Abbi writes in her preface that of 10 stories in Voices From The Lost Horizon, only four were narrated in Great Andamanese and Andamanese Hindi. The rest were narrated to her solely in Andamanese Hindi. This is, however, the first time that the Great Andamanese songs have been transcribed and translated into English. On the phone from Port Blair, 25-year-old Lephay, or Tamtam, daughter of Leecho, the last Sare speaker, says her maternal grandmother is alive but doesn’t speak much. “I know a few words,” she says. “But almost everyone has forgotten the mother tongue and is interested in Andamanese Hindi. Will the old days return? We will have to see.”
The rare institutional support
Very few institutions, such as the Mysuru-based Central Institute of Indian Languages (CIIL), are working in the field of language conservation as well. At the moment, plans are on to publish a dictionary and grammar of Nicobarese languages such as Luro and Sanenyo, as prepared by Abbi and her team. Besides these, seven other endangered languages dictionaries are ready to be published. This is part of the scope of activities of the Scheme for Protection and Preservation of Endangered Languages (SPPEL) initiated by the ministry of human resource development (now ministry of education) in 2013.

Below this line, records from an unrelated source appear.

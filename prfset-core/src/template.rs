//! Key templates, implementation languages, and the template registry.
//!
//! The registry is the collaborator that knows which PRF key types exist
//! and which languages are expected to support each of them. The harness
//! never decides support itself; it only reads the registry.

use std::fmt;

use serde::{Deserialize, Serialize};

use crate::constants::{DEFAULT_LANGUAGES, TYPE_URL_PREFIX};
use crate::errors::HarnessError;

/// Identifier of one implementation under test (`"cc"`, `"go"`, ...).
#[derive(Debug, Clone, PartialEq, Eq, Hash, PartialOrd, Ord, Serialize, Deserialize)]
#[serde(transparent)]
pub struct Language(String);

impl Language {
    pub fn new(name: impl Into<String>) -> Self {
        Language(name.into())
    }

    pub fn as_str(&self) -> &str {
        &self.0
    }
}

impl fmt::Display for Language {
    fn fmt(&self, f: &mut fmt::Formatter<'_>) -> fmt::Result {
        f.write_str(&self.0)
    }
}

impl From<&str> for Language {
    fn from(name: &str) -> Self {
        Language::new(name)
    }
}

/// Hash function parameter of HMAC and HKDF constructions.
#[derive(Debug, Clone, Copy, PartialEq, Eq, Hash, Serialize, Deserialize)]
#[serde(rename_all = "SCREAMING_SNAKE_CASE")]
pub enum HashType {
    Sha1,
    Sha256,
    Sha512,
}

impl HashType {
    /// Digest size in bytes.
    pub fn output_size(self) -> usize {
        match self {
            HashType::Sha1 => 20,
            HashType::Sha256 => 32,
            HashType::Sha512 => 64,
        }
    }
}

/// Construction parameters of a PRF key type.
///
/// The harness carries these opaquely to the implementations; it never
/// evaluates them.
#[derive(Debug, Clone, PartialEq, Eq, Hash, Serialize, Deserialize)]
#[serde(tag = "kind", rename_all = "snake_case")]
pub enum PrfConstruction {
    HmacPrf {
        hash: HashType,
        key_size: usize,
    },
    HkdfPrf {
        hash: HashType,
        key_size: usize,
        #[serde(with = "crate::encoding::base64_bytes", default)]
        salt: Vec<u8>,
    },
    AesCmacPrf {
        key_size: usize,
    },
}

impl PrfConstruction {
    /// Size of the raw key material in bytes.
    pub fn key_size(&self) -> usize {
        match self {
            PrfConstruction::HmacPrf { key_size, .. }
            | PrfConstruction::HkdfPrf { key_size, .. }
            | PrfConstruction::AesCmacPrf { key_size } => *key_size,
        }
    }

    /// Key type name, the last segment of the type URL.
    pub fn key_type(&self) -> &'static str {
        match self {
            PrfConstruction::HmacPrf { .. } => "HmacPrfKey",
            PrfConstruction::HkdfPrf { .. } => "HkdfPrfKey",
            PrfConstruction::AesCmacPrf { .. } => "AesCmacPrfKey",
        }
    }
}

/// A named PRF key template. Immutable once registered.
#[derive(Debug, Clone, PartialEq, Eq, Hash, Serialize, Deserialize)]
pub struct KeyTemplate {
    pub name: String,
    pub type_url: String,
    pub construction: PrfConstruction,
}

impl KeyTemplate {
    /// Build a template whose type URL is derived from the construction.
    pub fn new(name: impl Into<String>, construction: PrfConstruction) -> Self {
        KeyTemplate {
            name: name.into(),
            type_url: format!("{TYPE_URL_PREFIX}{}", construction.key_type()),
            construction,
        }
    }
}

/// A registered template together with the languages expected to support it.
#[derive(Debug, Clone, PartialEq, Eq)]
pub struct RegisteredTemplate {
    pub template: KeyTemplate,
    pub supported: Vec<Language>,
}

impl RegisteredTemplate {
    pub fn supports(&self, language: &Language) -> bool {
        self.supported.contains(language)
    }
}

/// Registry of PRF key templates, in registration order.
#[derive(Debug, Clone, Default)]
pub struct TemplateRegistry {
    languages: Vec<Language>,
    entries: Vec<RegisteredTemplate>,
}

impl TemplateRegistry {
    /// Empty registry over the given set of known implementation languages.
    pub fn new<I, L>(languages: I) -> Self
    where
        I: IntoIterator<Item = L>,
        L: Into<Language>,
    {
        let mut known: Vec<Language> = Vec::new();
        for language in languages {
            let language = language.into();
            if !known.contains(&language) {
                known.push(language);
            }
        }
        TemplateRegistry {
            languages: known,
            entries: Vec::new(),
        }
    }

    /// The PRF key templates every implementation ships, supported by all
    /// default languages.
    pub fn prf_defaults() -> Self {
        let mut registry = TemplateRegistry::new(DEFAULT_LANGUAGES);
        let all: Vec<Language> = registry.languages.clone();
        let defaults = [
            KeyTemplate::new(
                "HMAC_SHA256_PRF",
                PrfConstruction::HmacPrf {
                    hash: HashType::Sha256,
                    key_size: 32,
                },
            ),
            KeyTemplate::new(
                "HMAC_SHA512_PRF",
                PrfConstruction::HmacPrf {
                    hash: HashType::Sha512,
                    key_size: 64,
                },
            ),
            KeyTemplate::new(
                "HKDF_SHA256",
                PrfConstruction::HkdfPrf {
                    hash: HashType::Sha256,
                    key_size: 32,
                    salt: Vec::new(),
                },
            ),
            KeyTemplate::new("AES_CMAC_PRF", PrfConstruction::AesCmacPrf { key_size: 32 }),
        ];
        for template in defaults {
            registry.entries.push(RegisteredTemplate {
                template,
                supported: all.clone(),
            });
        }
        registry
    }

    /// Register a template and the languages expected to support it.
    ///
    /// # Errors
    /// `HarnessError::Configuration` if the name is already registered, the
    /// supported set is empty, or it names a language the registry does not
    /// know.
    pub fn register<I, L>(&mut self, template: KeyTemplate, supported: I) -> Result<(), HarnessError>
    where
        I: IntoIterator<Item = L>,
        L: Into<Language>,
    {
        if self.get(&template.name).is_ok() {
            return Err(HarnessError::Configuration(format!(
                "template '{}' registered twice",
                template.name
            )));
        }
        let mut langs: Vec<Language> = Vec::new();
        for language in supported {
            let language = language.into();
            if !self.languages.contains(&language) {
                return Err(HarnessError::Configuration(format!(
                    "template '{}' names unknown language '{language}'",
                    template.name
                )));
            }
            if !langs.contains(&language) {
                langs.push(language);
            }
        }
        if langs.is_empty() {
            return Err(HarnessError::Configuration(format!(
                "template '{}' has no supported language",
                template.name
            )));
        }
        self.entries.push(RegisteredTemplate {
            template,
            supported: langs,
        });
        Ok(())
    }

    /// All known implementation languages, in registration order.
    pub fn languages(&self) -> &[Language] {
        &self.languages
    }

    /// Registered templates in registration order.
    pub fn iter(&self) -> impl Iterator<Item = &RegisteredTemplate> + '_ {
        self.entries.iter()
    }

    pub fn len(&self) -> usize {
        self.entries.len()
    }

    pub fn is_empty(&self) -> bool {
        self.entries.is_empty()
    }

    /// Look up a template by name.
    ///
    /// # Errors
    /// `HarnessError::Configuration` if the name is not registered.
    pub fn get(&self, name: &str) -> Result<&RegisteredTemplate, HarnessError> {
        self.entries
            .iter()
            .find(|entry| entry.template.name == name)
            .ok_or_else(|| HarnessError::Configuration(format!("unknown key template '{name}'")))
    }

    /// Serialized form of a registered template.
    pub fn serialize(&self, name: &str) -> Result<Vec<u8>, HarnessError> {
        let entry = self.get(name)?;
        Ok(serde_json::to_vec(&entry.template)?)
    }
}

Also read: What is the future of heritage conservation?
This was done keeping in mind the census figures of 1961, which stated that there were 1,652 languages/mother tongues in the country. Of these about 550 languages were spoken by less than 500 speakers. “SPPEL started with a short-term goal of providing a grammar, dictionary and ethnolinguistic sketch for 117 languages that have 10,000 or fewer speakers and a long-term goal of covering around 500 languages in the future,” elaborates Shailendra Mohan, director, CIIL.
The documentation process of the vulnerable languages involves collection of texts, narration, documenting songs and lifestyle, grammar writing, making dictionaries in bilingual-trilingual formats, and more. The centre is currently working on around 44 languages from the North-East such as Atong, Bawm, Koireng, Liju, Newari, Lamgang, Singpho, Dirang Monpa and more.